STUDY MATERIAL:
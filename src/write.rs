//! Write-side types.
//!
//! This module provides the unit of mutation every store commits and atomic batches:
//! - Creating, replacing and merging documents
//! - Updating individual fields, optionally under a precondition
//! - Deleting documents
//! - Committing several writes at once

/// Atomic batches of blind writes.
pub mod batch;

/// Write operations and their semantics.
pub mod operation;
use crate::client::Client;
use crate::common::{key::DocumentKey, path::FieldPath, value::Fields};
use crate::error::{Error, Result};
use crate::read::snapshot::DocumentSnapshot;
use crate::store::DocumentStore;

/// Follows document references stored as field values.
///
/// A reference is a [`crate::common::value::Value::Reference`] naming another document;
/// resolving it costs exactly one extra read.
///
/// ```rust
/// use document_crud::{client::Client, common::{key::DocumentKey, value::{Fields, Value}}};
/// use document_crud::{config::ClientConfig, reference::ReferenceResolver, store::memory::MemoryStore};
///
/// # async fn example() -> document_crud::error::Result<()> {
/// let client = Client::new(MemoryStore::new(), ClientConfig::default());
/// let target = DocumentKey::new("sample", "json-1");
/// client.create(&target, Fields::from([("name".to_string(), Value::from("Hyatt"))])).await?;
/// let data = Fields::from([("ref".to_string(), Value::from(target))]);
/// let resolved = ReferenceResolver::new(&client).resolve(&data, "ref").await?;
/// assert_eq!(resolved.data_at("name")?.as_str(), Some("Hyatt"));
/// # Ok(())
/// # }
/// ```
#[derive(Debug)]
pub struct ReferenceResolver<'c, S> {
    client: &'c Client<S>,
}

impl<'c, S: DocumentStore> ReferenceResolver<'c, S> {
    /// Resolve through `client`.
    pub fn new(client: &'c Client<S>) -> Self {
        Self { client }
    }

    /// The document referenced by `field` of `fields`.
    ///
    /// `NotFound` when the field is absent, is not a reference, or names a missing document.
    #[cfg_attr(
        feature = "tracing",
        tracing::instrument(name = "document_crud.resolve_reference", skip(self, fields), err)
    )]
    pub async fn resolve(&self, fields: &Fields, field: &str) -> Result<DocumentSnapshot> {
        let target = reference_at(fields, field)?;
        self.client.get(target).await
    }

    /// Read `key` and resolve the reference held in its `field`.
    pub async fn resolve_from(&self, key: &DocumentKey, field: &str) -> Result<DocumentSnapshot> {
        let source = self.client.get(key).await?;
        self.resolve(&source.fields, field).await
    }
}

/// The reference held at a dot-separated path; `NotFound` when absent or not a reference.
pub(crate) fn reference_at<'f>(fields: &'f Fields, field: &str) -> Result<&'f DocumentKey> {
    let path = FieldPath::parse(field)?;
    match path.get(fields) {
        Some(value) => value.as_reference().ok_or_else(|| {
            Error::NotFound(format!(
                "field `{path}` holds a {}, not a reference",
                value.type_name()
            ))
        }),
        None => Err(Error::NotFound(format!("reference field `{path}`"))),
    }
}

#[cfg(test)]
mod tests {
    use super::*;
    use crate::common::value::{self, Value};
    use crate::config::ClientConfig;
    use crate::store::memory::MemoryStore;

    use rstest::rstest;
    use serde_json::json;

    fn target() -> DocumentKey {
        DocumentKey::new("sample", "json-1")
    }

    async fn client() -> Client<MemoryStore> {
        let client = Client::new(MemoryStore::new(), ClientConfig::default());
        client
            .create(&target(), value::to_fields(&json!({"name": "Hyatt"})).unwrap())
            .await
            .unwrap();
        client
            .create(
                &DocumentKey::new("sample", "doc-ref"),
                Fields::from([("ref".to_string(), Value::from(target()))]),
            )
            .await
            .unwrap();
        client
    }

    #[tokio::test]
    async fn test_resolve_costs_one_round_trip() {
        let client = client().await;
        let source = client.get(&DocumentKey::new("sample", "doc-ref")).await.unwrap();
        let before = client.store().round_trips();
        let resolved = ReferenceResolver::new(&client)
            .resolve(&source.fields, "ref")
            .await
            .unwrap();
        assert_eq!(client.store().round_trips(), before + 1);
        assert_eq!(resolved.key, target());
        assert_eq!(resolved.data_at("name").unwrap(), &Value::from("Hyatt"));
    }

    #[tokio::test]
    async fn test_resolve_from() {
        let client = client().await;
        let resolved = ReferenceResolver::new(&client)
            .resolve_from(&DocumentKey::new("sample", "doc-ref"), "ref")
            .await
            .unwrap();
        assert_eq!(resolved.key, target());
    }

    #[tokio::test]
    async fn test_deleted_target_is_not_found() {
        let client = client().await;
        client.delete(&target()).await.unwrap();
        let error = ReferenceResolver::new(&client)
            .resolve_from(&DocumentKey::new("sample", "doc-ref"), "ref")
            .await
            .unwrap_err();
        assert!(matches!(error, Error::NotFound(_)), "{error}");
    }

    #[rstest]
    #[case::absent(json!({"name": "Hyatt"}))]
    #[case::not_a_reference(json!({"ref": "sample/json-1"}))]
    #[case::plain_map(json!({"ref": {"collection": "sample", "key": "json-1"}}))]
    fn test_field_without_reference(#[case] data: serde_json::Value) {
        let fields = value::to_fields(&data).unwrap();
        let error = reference_at(&fields, "ref").unwrap_err();
        assert!(matches!(error, Error::NotFound(_)), "{error}");
    }

    #[test]
    fn test_reference_from_json_marker() {
        let fields = value::to_fields(&json!({"ref": {"$ref": "sample/json-1"}})).unwrap();
        assert_eq!(reference_at(&fields, "ref").unwrap(), &target());
    }
}
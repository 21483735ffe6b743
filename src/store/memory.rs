use crate::common::{key::DocumentKey, precondition::UpdateTime, value::Fields};
use crate::error::{Error, Result};
use crate::read::{query::Query, snapshot::DocumentSnapshot};
use crate::store::{DocumentStore, ReadVersion};
use crate::write::{
    batch::MAX_BATCH_WRITES,
    operation::{Write, WriteResult},
};

use parking_lot::Mutex;
use std::{collections, sync::atomic, time};

#[derive(Clone, Debug)]
struct StoredDocument {
    fields: Fields,
    update_time: UpdateTime,
}

#[derive(Debug, Default)]
struct State {
    documents: collections::BTreeMap<DocumentKey, StoredDocument>,
    last_update_time: Option<UpdateTime>,
}

impl State {
    fn tick(&mut self) -> UpdateTime {
        let update_time = UpdateTime::after(self.last_update_time);
        self.last_update_time = Some(update_time);
        update_time
    }

    fn snapshot(&self, key: &DocumentKey) -> Option<DocumentSnapshot> {
        self.documents.get(key).map(|document| DocumentSnapshot {
            key: key.clone(),
            fields: document.fields.clone(),
            update_time: document.update_time,
        })
    }
}

/// In-process document store.
///
/// All documents live behind one mutex, so every commit is atomic and isolated. An optional
/// latency is awaited before each call to model a remote round trip.
///
/// ```rust
/// use document_crud::store::memory::MemoryStore;
/// use std::time::Duration;
///
/// let store = MemoryStore::new().with_latency(Duration::from_millis(2));
/// assert_eq!(store.round_trips(), 0);
/// ```
#[derive(Debug, Default)]
pub struct MemoryStore {
    state: Mutex<State>,
    latency: Option<time::Duration>,
    max_commit_writes: Option<usize>,
    round_trips: atomic::AtomicUsize,
}

impl MemoryStore {
    /// An empty store.
    pub fn new() -> Self {
        Self::default()
    }

    /// Wait this long before serving each call.
    pub fn with_latency(mut self, latency: time::Duration) -> Self {
        self.latency = Some(latency);
        self
    }

    /// Reject commits of more than `limit` writes.
    pub fn with_max_commit_writes(mut self, limit: usize) -> Self {
        self.max_commit_writes = Some(limit);
        self
    }

    /// Number of calls served so far.
    pub fn round_trips(&self) -> usize {
        self.round_trips.load(atomic::Ordering::SeqCst)
    }

    /// Number of stored documents across all collections.
    pub fn len(&self) -> usize {
        self.state.lock().documents.len()
    }

    /// Whether no document is stored.
    pub fn is_empty(&self) -> bool {
        self.len() == 0
    }

    async fn round_trip(&self) {
        self.round_trips.fetch_add(1, atomic::Ordering::SeqCst);
        if let Some(latency) = self.latency {
            tokio::time::sleep(latency).await;
        }
    }
}

impl DocumentStore for MemoryStore {
    async fn get_all(&self, keys: &[DocumentKey]) -> Result<Vec<Option<DocumentSnapshot>>> {
        self.round_trip().await;
        let state = self.state.lock();
        Ok(keys.iter().map(|key| state.snapshot(key)).collect())
    }

    async fn query(&self, query: &Query) -> Result<Vec<DocumentSnapshot>> {
        self.round_trip().await;
        let state = self.state.lock();
        let matching = state
            .documents
            .iter()
            .filter(|(key, document)| {
                key.collection == query.collection && query.matches(&document.fields)
            })
            .map(|(key, document)| DocumentSnapshot {
                key: key.clone(),
                fields: document.fields.clone(),
                update_time: document.update_time,
            })
            .take(query.limit.unwrap_or(usize::MAX))
            .collect();
        Ok(matching)
    }

    async fn commit(
        &self,
        writes: Vec<Write>,
        reads: Vec<ReadVersion>,
    ) -> Result<Vec<WriteResult>> {
        self.round_trip().await;
        let limit = self.max_commit_writes();
        if writes.len() > limit {
            return Err(Error::InvalidArgument(format!(
                "commit of {} writes exceeds the limit of {limit}",
                writes.len()
            )));
        }
        let mut state = self.state.lock();
        for read in &reads {
            let current = state.documents.get(&read.key).map(|document| document.update_time);
            if current != read.update_time {
                return Err(Error::TransactionConflict(format!(
                    "{} changed since it was read",
                    read.key
                )));
            }
        }
        let update_time = state.tick();
        let mut staged: collections::BTreeMap<DocumentKey, Option<StoredDocument>> =
            collections::BTreeMap::new();
        let mut results = Vec::with_capacity(writes.len());
        for write in &writes {
            let current = match staged.get(&write.key) {
                Some(staged) => staged.as_ref(),
                None => state.documents.get(&write.key),
            };
            write.check(current.map(|document| document.update_time))?;
            let next = write
                .apply(current.map(|document| &document.fields))
                .map(|fields| StoredDocument {
                    fields,
                    update_time,
                });
            staged.insert(write.key.clone(), next);
            results.push(WriteResult {
                key: write.key.clone(),
                update_time,
            });
        }
        for (key, document) in staged {
            match document {
                Some(document) => {
                    state.documents.insert(key, document);
                }
                None => {
                    state.documents.remove(&key);
                }
            }
        }
        Ok(results)
    }

    fn max_commit_writes(&self) -> usize {
        self.max_commit_writes.unwrap_or(MAX_BATCH_WRITES)
    }
}
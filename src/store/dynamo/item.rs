use crate::common::{key::DocumentKey, precondition::UpdateTime, value::Fields};
use crate::config::DynamoStoreConfig;
use crate::error::{Error, Result};
use crate::read::snapshot::DocumentSnapshot;

use aws_sdk_dynamodb::types;
use std::collections;

pub(crate) type Item = collections::HashMap<String, types::AttributeValue>;

pub(crate) fn key_attributes(key: &DocumentKey, config: &DynamoStoreConfig) -> Item {
    Item::from([(
        config.key_attribute.clone(),
        types::AttributeValue::S(key.key.clone()),
    )])
}

pub(crate) fn update_time_value(update_time: UpdateTime) -> types::AttributeValue {
    types::AttributeValue::N(update_time.as_nanos().to_string())
}

/// Reject document fields that collide with the attributes the store manages itself.
pub(crate) fn check_field_name(name: &str, config: &DynamoStoreConfig) -> Result<()> {
    if name == config.key_attribute || name == config.update_time_attribute {
        return Err(Error::InvalidArgument(format!(
            "field `{name}` is reserved by the store"
        )));
    }
    Ok(())
}

/// The full item stored for a document.
pub(crate) fn to_item(
    key: &DocumentKey,
    fields: &Fields,
    update_time: UpdateTime,
    config: &DynamoStoreConfig,
) -> Result<Item> {
    for name in fields.keys() {
        check_field_name(name, config)?;
    }
    let mut item: Item = serde_dynamo::to_item(fields)?;
    item.extend(key_attributes(key, config));
    item.insert(
        config.update_time_attribute.clone(),
        update_time_value(update_time),
    );
    Ok(item)
}

/// The update time recorded on an item, `None` when there is no item.
pub(crate) fn update_time_of(
    item: Option<&Item>,
    config: &DynamoStoreConfig,
) -> Result<Option<UpdateTime>> {
    let Some(item) = item else {
        return Ok(None);
    };
    match item.get(&config.update_time_attribute) {
        Some(types::AttributeValue::N(nanos)) => nanos
            .parse()
            .map(|nanos| Some(UpdateTime::from_nanos(nanos)))
            .map_err(|_| {
                Error::Internal(format!(
                    "`{}` holds a malformed update time: {nanos}",
                    config.update_time_attribute
                ))
            }),
        _ => Err(Error::Internal(format!(
            "item has no numeric `{}` attribute",
            config.update_time_attribute
        ))),
    }
}

/// Rebuild a snapshot from a stored item.
pub(crate) fn from_item(
    collection: &str,
    mut item: Item,
    config: &DynamoStoreConfig,
) -> Result<DocumentSnapshot> {
    let update_time = update_time_of(Some(&item), config)?
        .ok_or_else(|| Error::Internal("item without update time".to_string()))?;
    let key = match item.remove(&config.key_attribute) {
        Some(types::AttributeValue::S(key)) => DocumentKey::new(collection, key),
        _ => {
            return Err(Error::Internal(format!(
                "item has no string `{}` attribute",
                config.key_attribute
            )));
        }
    };
    item.remove(&config.update_time_attribute);
    let fields: Fields = serde_dynamo::from_item(item)?;
    Ok(DocumentSnapshot {
        key,
        fields,
        update_time,
    })
}
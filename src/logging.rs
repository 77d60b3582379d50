//! Logging module for the monitor tester.
//!
//! This module configures tracing with JSON format output to both stderr
//! and a rotating log file in the user's local data directory.

use std::path::PathBuf;
use thiserror::Error;
use tracing_appender::rolling::{RollingFileAppender, Rotation};
use tracing_subscriber::{
    fmt::{self, format::FmtSpan, time::UtcTime},
    layer::SubscriberExt,
    util::SubscriberInitExt,
    EnvFilter,
};

/// Log directory name under the local data directory
const LOG_DIR: &str = "monitor-tester";
/// Log file name prefix
const LOG_FILE_PREFIX: &str = "tester";
/// Maximum number of log files to retain
const MAX_LOG_FILES: usize = 3;

/// Errors related to logging initialization.
#[derive(Error, Debug)]
pub enum LoggingError {
    #[error("Could not determine the local data directory")]
    DataDirectoryNotFound,

    #[error("Failed to create log directory '{path}': {source}")]
    DirectoryCreationFailed {
        path: String,
        #[source]
        source: std::io::Error,
    },

    #[error("Failed to create log file appender: {0}")]
    AppenderCreationFailed(String),
}

/// Guard that keeps the non-blocking writers alive.
/// Must be held for the lifetime of the application.
pub struct LogGuard {
    _file_guard: tracing_appender::non_blocking::WorkerGuard,
    _stderr_guard: tracing_appender::non_blocking::WorkerGuard,
}

/// Initialize the logging system with both stderr and file output.
///
/// Log rotation occurs daily, retaining the last 3 files. The level
/// defaults to `info` and follows `RUST_LOG` when set.
pub fn init_logging() -> Result<LogGuard, LoggingError> {
    let log_dir = log_directory()?;

    std::fs::create_dir_all(&log_dir).map_err(|e| LoggingError::DirectoryCreationFailed {
        path: log_dir.display().to_string(),
        source: e,
    })?;

    let file_appender = RollingFileAppender::builder()
        .rotation(Rotation::DAILY)
        .max_log_files(MAX_LOG_FILES)
        .filename_prefix(LOG_FILE_PREFIX)
        .filename_suffix("log")
        .build(&log_dir)
        .map_err(|e| LoggingError::AppenderCreationFailed(e.to_string()))?;

    let (non_blocking_file, file_guard) = tracing_appender::non_blocking(file_appender);
    let (non_blocking_stderr, stderr_guard) = tracing_appender::non_blocking(std::io::stderr());

    let env_filter = EnvFilter::try_from_default_env().unwrap_or_else(|_| EnvFilter::new("info"));

    let file_layer = fmt::layer()
        .json()
        .with_timer(UtcTime::rfc_3339())
        .with_span_events(FmtSpan::CLOSE)
        .with_current_span(true)
        .with_thread_ids(true)
        .with_file(true)
        .with_line_number(true)
        .with_writer(non_blocking_file);

    let stderr_layer = fmt::layer()
        .json()
        .with_timer(UtcTime::rfc_3339())
        .with_current_span(true)
        .with_writer(non_blocking_stderr);

    tracing_subscriber::registry()
        .with(env_filter)
        .with(file_layer)
        .with(stderr_layer)
        .init();

    Ok(LogGuard {
        _file_guard: file_guard,
        _stderr_guard: stderr_guard,
    })
}

/// Directory the rotating log files are written to.
pub fn log_directory() -> Result<PathBuf, LoggingError> {
    dirs::data_local_dir()
        .map(|dir| dir.join(LOG_DIR))
        .ok_or(LoggingError::DataDirectoryNotFound)
}
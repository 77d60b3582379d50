//! Session quality score.
//!
//! The score is a sequential blend into an accumulator seeded at 100: each
//! stage mixes its sub-score into the already-blended value, so the stage
//! order is part of the result.

use serde::{Deserialize, Serialize};

/// Refresh rate the tester is calibrated for.
pub const TARGET_RATE: u32 = 390;

/// Number of screen tests that make up a full run.
pub const TOTAL_TESTS: u32 = 15;

/// Minimum number of recent samples before the stability stage applies.
const STABILITY_MIN_SAMPLES: usize = 10;

/// Compute the quality score in `[0, 100]`.
///
/// `recent` is the tail of the reading history (at most the last 100
/// samples); the stability stage is skipped unless it holds more than 10.
pub fn compute_score(avg_rate: u32, recent: &[u32], tests_completed: u32) -> u8 {
    let mut score = 100.0_f64;

    let rate_score = (f64::from(avg_rate) / f64::from(TARGET_RATE) * 100.0).min(100.0);
    score = score * 0.4 + rate_score * 0.4;

    if recent.len() > STABILITY_MIN_SAMPLES {
        let spread = std_deviation(recent);
        let stability_score = (100.0 - spread).max(0.0);
        score = score * 0.7 + stability_score * 0.3;
    }

    let tests_score = (f64::from(tests_completed) / f64::from(TOTAL_TESTS) * 100.0).min(100.0);
    score = score * 0.7 + tests_score * 0.3;

    score.clamp(0.0, 100.0).round() as u8
}

/// Population standard deviation, 0 for an empty slice.
pub fn std_deviation(samples: &[u32]) -> f64 {
    if samples.is_empty() {
        return 0.0;
    }
    let n = samples.len() as f64;
    let mean = samples.iter().map(|&s| f64::from(s)).sum::<f64>() / n;
    let sum_sq: f64 = samples
        .iter()
        .map(|&s| {
            let d = f64::from(s) - mean;
            d * d
        })
        .sum();
    (sum_sq / n).sqrt()
}

/// Coarse rating of a quality score, used for colouring and the quality glyph.
#[derive(Debug, Clone, Copy, PartialEq, Eq, Serialize, Deserialize)]
#[serde(rename_all = "lowercase")]
pub enum QualityTier {
    Excellent,
    Fair,
    Poor,
}

impl QualityTier {
    pub fn from_score(score: u8) -> Self {
        if score >= 90 {
            QualityTier::Excellent
        } else if score >= 70 {
            QualityTier::Fair
        } else {
            QualityTier::Poor
        }
    }

    pub fn color(&self) -> &'static str {
        match self {
            QualityTier::Excellent => "#00ff88",
            QualityTier::Fair => "#ffaa00",
            QualityTier::Poor => "#ff4444",
        }
    }

    pub fn glyph(&self) -> &'static str {
        match self {
            QualityTier::Excellent => "↑",
            QualityTier::Fair => "→",
            QualityTier::Poor => "↓",
        }
    }
}

#[cfg(test)]
mod tests {
    use super::*;
    use proptest::prelude::*;

    #[test]
    fn test_perfect_run_without_stability_stage() {
        // 100*0.4 + 100*0.4 = 80, then 80*0.7 + 100*0.3 = 86
        assert_eq!(compute_score(390, &[], 15), 86);
    }

    #[test]
    fn test_fresh_session() {
        // 100*0.4 + 0 = 40, then 40*0.7 + 0 = 28
        assert_eq!(compute_score(0, &[], 0), 28);
    }

    #[test]
    fn test_rate_score_is_capped() {
        assert_eq!(compute_score(1000, &[], 15), compute_score(390, &[], 15));
    }

    #[test]
    fn test_tests_score_is_capped() {
        assert_eq!(compute_score(390, &[], 40), compute_score(390, &[], 15));
    }

    #[test]
    fn test_stability_stage_requires_more_than_ten_samples() {
        let ten = [0u32, 1000, 0, 1000, 0, 1000, 0, 1000, 0, 1000];
        assert_eq!(compute_score(390, &ten, 15), 86);

        let eleven = [390u32; 11];
        // 80*0.7 + 100*0.3 = 86, then 86*0.7 + 100*0.3 = 90.2
        assert_eq!(compute_score(390, &eleven, 15), 90);
    }

    #[test]
    fn test_unstable_samples_lower_the_score() {
        let noisy: Vec<u32> = (0..100).map(|i| if i % 2 == 0 { 0 } else { 780 }).collect();
        // std-dev 390 floors stability at 0: 80*0.7 = 56, then 56*0.7 + 30 = 69.2
        assert_eq!(compute_score(390, &noisy, 15), 69);
    }

    #[test]
    fn test_std_deviation() {
        assert_eq!(std_deviation(&[]), 0.0);
        assert_eq!(std_deviation(&[5, 5, 5]), 0.0);
        assert!((std_deviation(&[2, 4, 4, 4, 5, 5, 7, 9]) - 2.0).abs() < 1e-12);
    }

    #[test]
    fn test_quality_tiers() {
        assert_eq!(QualityTier::from_score(100), QualityTier::Excellent);
        assert_eq!(QualityTier::from_score(90), QualityTier::Excellent);
        assert_eq!(QualityTier::from_score(89), QualityTier::Fair);
        assert_eq!(QualityTier::from_score(70), QualityTier::Fair);
        assert_eq!(QualityTier::from_score(69), QualityTier::Poor);
        assert_eq!(QualityTier::Poor.glyph(), "↓");
        assert_eq!(QualityTier::Excellent.color(), "#00ff88");
    }

    proptest! {
        #[test]
        fn prop_score_is_bounded(
            avg_rate in any::<u32>(),
            recent in prop::collection::vec(any::<u32>(), 0..120),
            tests_completed in any::<u32>(),
        ) {
            let score = compute_score(avg_rate, &recent, tests_completed);
            prop_assert!(score <= 100);
        }

        #[test]
        fn prop_more_tests_never_lower_score(
            avg_rate in 0u32..800u32,
            recent in prop::collection::vec(0u32..800u32, 0..120),
            tests_completed in 0u32..30u32,
        ) {
            let before = compute_score(avg_rate, &recent, tests_completed);
            let after = compute_score(avg_rate, &recent, tests_completed + 1);
            prop_assert!(after >= before);
        }
    }
}
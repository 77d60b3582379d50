//! Persisted settings blob.
//!
//! Settings live in a single JSON object stored under a fixed key. The core
//! does not define a schema for it. A blob that cannot be read or parsed is
//! logged and replaced by defaults; it never stops the tester.

use crate::error::SettingsError;
use serde::{Deserialize, Serialize};
use std::fs;
use std::path::{Path, PathBuf};
use tracing::{debug, warn};

/// Key the settings blob is stored under.
pub const SETTINGS_KEY: &str = "monitorTesterSettings";

/// Opaque settings object. Currently always empty.
#[derive(Debug, Clone, Default, PartialEq, Serialize, Deserialize)]
#[serde(transparent)]
pub struct Settings {
    entries: serde_json::Map<String, serde_json::Value>,
}

impl Settings {
    pub fn get(&self, key: &str) -> Option<&serde_json::Value> {
        self.entries.get(key)
    }

    pub fn is_empty(&self) -> bool {
        self.entries.is_empty()
    }
}

/// File-backed key-value store holding the settings blob.
#[derive(Debug, Clone)]
pub struct SettingsStore {
    path: PathBuf,
}

impl SettingsStore {
    /// Store the blob inside `dir`, as `<dir>/monitorTesterSettings.json`.
    pub fn in_dir(dir: &Path) -> Self {
        Self {
            path: dir.join(format!("{}.json", SETTINGS_KEY)),
        }
    }

    pub fn path(&self) -> &Path {
        &self.path
    }

    /// Load the blob, falling back to defaults on any failure.
    pub fn load(&self) -> Settings {
        match self.try_load() {
            Ok(Some(settings)) => {
                debug!("Loaded settings from {:?}", self.path);
                settings
            }
            Ok(None) => Settings::default(),
            Err(e) => {
                warn!("Failed to load settings, using defaults: {}", e);
                Settings::default()
            }
        }
    }

    fn try_load(&self) -> Result<Option<Settings>, SettingsError> {
        if !self.path.exists() {
            return Ok(None);
        }
        let contents = fs::read_to_string(&self.path).map_err(|e| SettingsError::ReadFailed {
            path: self.path.display().to_string(),
            source: e,
        })?;
        Ok(Some(serde_json::from_str(&contents)?))
    }

    /// Persist the blob. Failures are logged; returns whether it was written.
    pub fn save(&self, settings: &Settings) -> bool {
        match self.try_save(settings) {
            Ok(()) => true,
            Err(e) => {
                warn!("Failed to save settings: {}", e);
                false
            }
        }
    }

    fn try_save(&self, settings: &Settings) -> Result<(), SettingsError> {
        let json = serde_json::to_string(settings)?;
        if let Some(parent) = self.path.parent() {
            fs::create_dir_all(parent).map_err(SettingsError::WriteFailed)?;
        }
        let temp_path = self.path.with_extension("json.tmp");
        fs::write(&temp_path, json).map_err(SettingsError::WriteFailed)?;
        fs::rename(&temp_path, &self.path).map_err(SettingsError::WriteFailed)?;
        Ok(())
    }
}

ABOUT THIS EXERCISE:
Report each line in the entries where the string "contents" occurs.

SOLUTION FOR THIS TASK:
        let contents = fs::read_to_string(&self.path).map_err(|e| SettingsError::ReadFailed {
        Ok(Some(serde_json::from_str(&contents)?))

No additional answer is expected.